Hasta ahora nadie ha mezclado los gases y las aguas de la Tierra primitiva y ha conseguido que al finalizar el experimento saliera algo arrastrándose del tubo de ensayo. Las cosas vivas más pequeñas que se conocen, los viroides, se componen de menos de 10.000 átomos. Provocan varias enfermedades diferentes en las plantas cultivadas y es probable que hayan evolucionado muy recientemente de organismos más complejos y no de otros más simples. Resulta difícil, de hecho, imaginar un organismo todavía más simple que éste y que esté de algún modo vivo. Los viroidesse componen exclusivamente de ácido nucleico, al contrario de los virus, que tienen también un recubrimiento de proteínas. No son más que un simple filamento de ARN con una geometría o bien lineal o bien circular y cerrada. Los viroides pueden ser tan pequeños y prosperar a pesar de ello porque son parásitos que se meten en todo y no paran. Al igual que los virus, se limitan a apoderarse de la maquinaria molecular de una célula mucho mayor y que funciona bien y a transformar esta fábrica de producir más células en una fábrica de producir más viroides.

Los organismos independientes más pequeños que se conocen son los organismos parapleuroneumónicos y otros bichitos semejantes. Se componen de unos cincuenta millones de átomos. Estos organismos, han de confiar más en sí mismos, y son por lo tanto más complicados que los viroides y que los virus. Pero el medio ambiente actual de la Tierra no es muy favorable a las formas simples de vida. Hay que trabajar duramente para ganarse la vida. Hay que ir con cuidado con los predadores. Sin embargo, en la primitiva historia de nuestro planeta, cuando la luz solar producía en una atmósfera rica en hidrógeno enormes cantidades de moléculas orgánicas, los organismos muy simples y no parásitos tenían una posibilidad de luchar. Es posible que las primeras cosas vivas fueran semejantes a viroides que vivían libres y cuya longitud era sólo de unos centenares de nucleótidos. Quizás a fines de este siglo puedan comenzar los trabajos experimentales para producir seres de este tipo a partir de sus elementos. Queda todavía mucho por comprender sobre el origen de la vida, incluyendo el origen del código genético. Pero estamos llevando a cabo experimentos de este tipo desde hace sólo treinta años. La Naturaleza nos lleva una ventaja de cuatro mil millones de años. Al fin y al cabo no lo estamos haciendo tan mal.

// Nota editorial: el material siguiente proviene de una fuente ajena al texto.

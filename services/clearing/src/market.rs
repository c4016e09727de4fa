//! The market aggregate
//!
//! A `Market` owns the collateral vault, the two outcome share ledgers, the
//! settlement pool, and the active flag gating order placement. The vault is
//! the single custody point for locked bid collateral and unclaimed
//! settlement: `vault == Σ active bid locks + Σ settlement pool` at all
//! times.

use std::collections::HashMap;
use serde::{Deserialize, Serialize};
use types::errors::MarketError;
use types::ids::{MarketId, TraderId};
use types::outcome::Outcome;

use crate::balance::UserBalance;
use crate::ledger::ShareLedger;

/// When a matched maker gets paid.
#[derive(Debug, Clone, Copy, PartialEq, Eq, Serialize, Deserialize)]
pub enum SettlementMode {
    /// Sellers are paid from the vault inside the matching operation.
    Immediate,
    /// Payouts accrue in the settlement pool until explicitly claimed.
    Deferred,
}

/// One binary-outcome market and everything it custodies.
#[derive(Debug)]
pub struct Market {
    market_id: MarketId,
    question: String,
    outcome_names: [String; 2],
    vault: u64,
    shares: [ShareLedger; 2],
    settlement_pool: HashMap<TraderId, u64>,
    settlement_mode: SettlementMode,
    is_active: bool,
}

impl Market {
    /// Create an active market with immediate settlement.
    pub fn new(
        market_id: MarketId,
        question: impl Into<String>,
        option_a_name: impl Into<String>,
        option_b_name: impl Into<String>,
    ) -> Self {
        Self::with_mode(
            market_id,
            question,
            option_a_name,
            option_b_name,
            SettlementMode::Immediate,
        )
    }

    /// Create an active market with an explicit settlement mode.
    pub fn with_mode(
        market_id: MarketId,
        question: impl Into<String>,
        option_a_name: impl Into<String>,
        option_b_name: impl Into<String>,
        settlement_mode: SettlementMode,
    ) -> Self {
        Self {
            market_id,
            question: question.into(),
            outcome_names: [option_a_name.into(), option_b_name.into()],
            vault: 0,
            shares: [ShareLedger::new(), ShareLedger::new()],
            settlement_pool: HashMap::new(),
            settlement_mode,
            is_active: true,
        }
    }

    pub fn market_id(&self) -> MarketId {
        self.market_id
    }

    pub fn question(&self) -> &str {
        &self.question
    }

    pub fn outcome_name(&self, outcome: Outcome) -> &str {
        &self.outcome_names[outcome.index()]
    }

    pub fn settlement_mode(&self) -> SettlementMode {
        self.settlement_mode
    }

    pub fn is_active(&self) -> bool {
        self.is_active
    }

    /// Gate new order placement.
    pub fn set_active(&mut self, active: bool) {
        self.is_active = active;
    }

    /// Current vault holdings (locked collateral + unclaimed settlement).
    pub fn vault(&self) -> u64 {
        self.vault
    }

    // ───────────────────────── Collateral ─────────────────────────

    /// Move a bid's collateral from the trader's balance into the vault.
    ///
    /// Fails with `InsufficientFunds` before any state changes.
    pub fn lock_collateral(
        &mut self,
        balance: &mut UserBalance,
        amount: u64,
    ) -> Result<(), MarketError> {
        let new_vault = self.vault.checked_add(amount).ok_or(MarketError::Overflow)?;
        balance.debit(amount)?;
        self.vault = new_vault;
        Ok(())
    }

    /// Return unfilled locked collateral to its owner (cancellation).
    pub fn refund(&mut self, balance: &mut UserBalance, amount: u64) -> Result<(), MarketError> {
        self.vault_debit(amount)?;
        balance.credit(amount)?;
        Ok(())
    }

    /// Draw from the vault. Underflow here means the locking invariant was
    /// already broken, so the error signals a defect rather than a user
    /// mistake.
    pub fn vault_debit(&mut self, amount: u64) -> Result<(), MarketError> {
        if amount > self.vault {
            return Err(MarketError::InsufficientSettlementFunds {
                required: amount,
                available: self.vault,
            });
        }
        self.vault -= amount;
        Ok(())
    }

    // ───────────────────────── Shares ─────────────────────────

    pub fn ledger(&self, outcome: Outcome) -> &ShareLedger {
        &self.shares[outcome.index()]
    }

    pub fn ledger_mut(&mut self, outcome: Outcome) -> &mut ShareLedger {
        &mut self.shares[outcome.index()]
    }

    /// Grant shares into a trader's available bucket (host bootstrap mint).
    pub fn credit_shares(
        &mut self,
        trader: TraderId,
        outcome: Outcome,
        quantity: u64,
    ) -> Result<(), MarketError> {
        self.ledger_mut(outcome).credit(trader, quantity)
    }

    /// A trader's total holdings in both outcomes.
    pub fn position(&self, trader: &TraderId) -> (u64, u64) {
        (
            self.ledger(Outcome::OptionA).position(trader),
            self.ledger(Outcome::OptionB).position(trader),
        )
    }

    // ───────────────────────── Settlement pool ─────────────────────────

    /// Accrue a deferred payout; the backing funds stay in the vault.
    pub fn defer_payout(&mut self, trader: TraderId, amount: u64) -> Result<(), MarketError> {
        let entry = self.settlement_pool.entry(trader).or_insert(0);
        *entry = entry.checked_add(amount).ok_or(MarketError::Overflow)?;
        Ok(())
    }

    /// Unclaimed settlement accrued for a trader.
    pub fn pool_amount(&self, trader: &TraderId) -> u64 {
        self.settlement_pool.get(trader).copied().unwrap_or(0)
    }

    /// Sum of all unclaimed settlement.
    pub fn pool_total(&self) -> u64 {
        self.settlement_pool.values().sum()
    }

    /// Pull the caller's accrued settlement out of the vault.
    pub fn claim_settlement(&mut self, balance: &mut UserBalance) -> Result<u64, MarketError> {
        let amount = self
            .settlement_pool
            .get(&balance.trader)
            .copied()
            .filter(|amount| *amount > 0)
            .ok_or(MarketError::NothingToClaim)?;
        self.vault_debit(amount)?;
        self.settlement_pool.remove(&balance.trader);
        balance.credit(amount)?;
        Ok(amount)
    }
}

No hay nada en estos experimentos que sea peculiar de la Tierra. Los gases iniciales y las fuentes de energía son comunes a todo el Cosmos. Es posible que reacciones químicas semejantes a las de nuestros vasos de laboratorios hagan nacer la materia orgánica presente en el espacio interestelar y los aminoácidos que se encuentran en los meteoritos. Han de haberse dado procesos químicos semejantes en mil millones de mundos diferentes de la galaxia Vía Láctea. Las moléculas de la vida llenan el Cosmos.

Pero aunque la vida en otro planeta tenga la misma química molecular que la vida de aquí, no hay motivo para suponer que se parezca a organismos familiares. Tengamos en cuenta la diversidad enorme de seres vivos sobre la Tierra, todos los cuales comparten el mismo planeta y una biología molecular idéntica. Los animales y plantas de otros mundos es probable que sean radicalmente diferentes a cualquiera de los organismos que conocemos aquí. Puede haber alguna evolución convergente, porque quizás sólo haya una solución óptima para un determinado problema ambiental: por ejemplo algo parecido a dos ojos para tener visión binocular en las frecuencias ópticas. Pero en general el carácter aleatorio del proceso evolutivo debería crear seres extraterrestres muy diferentes de todo lo conocido.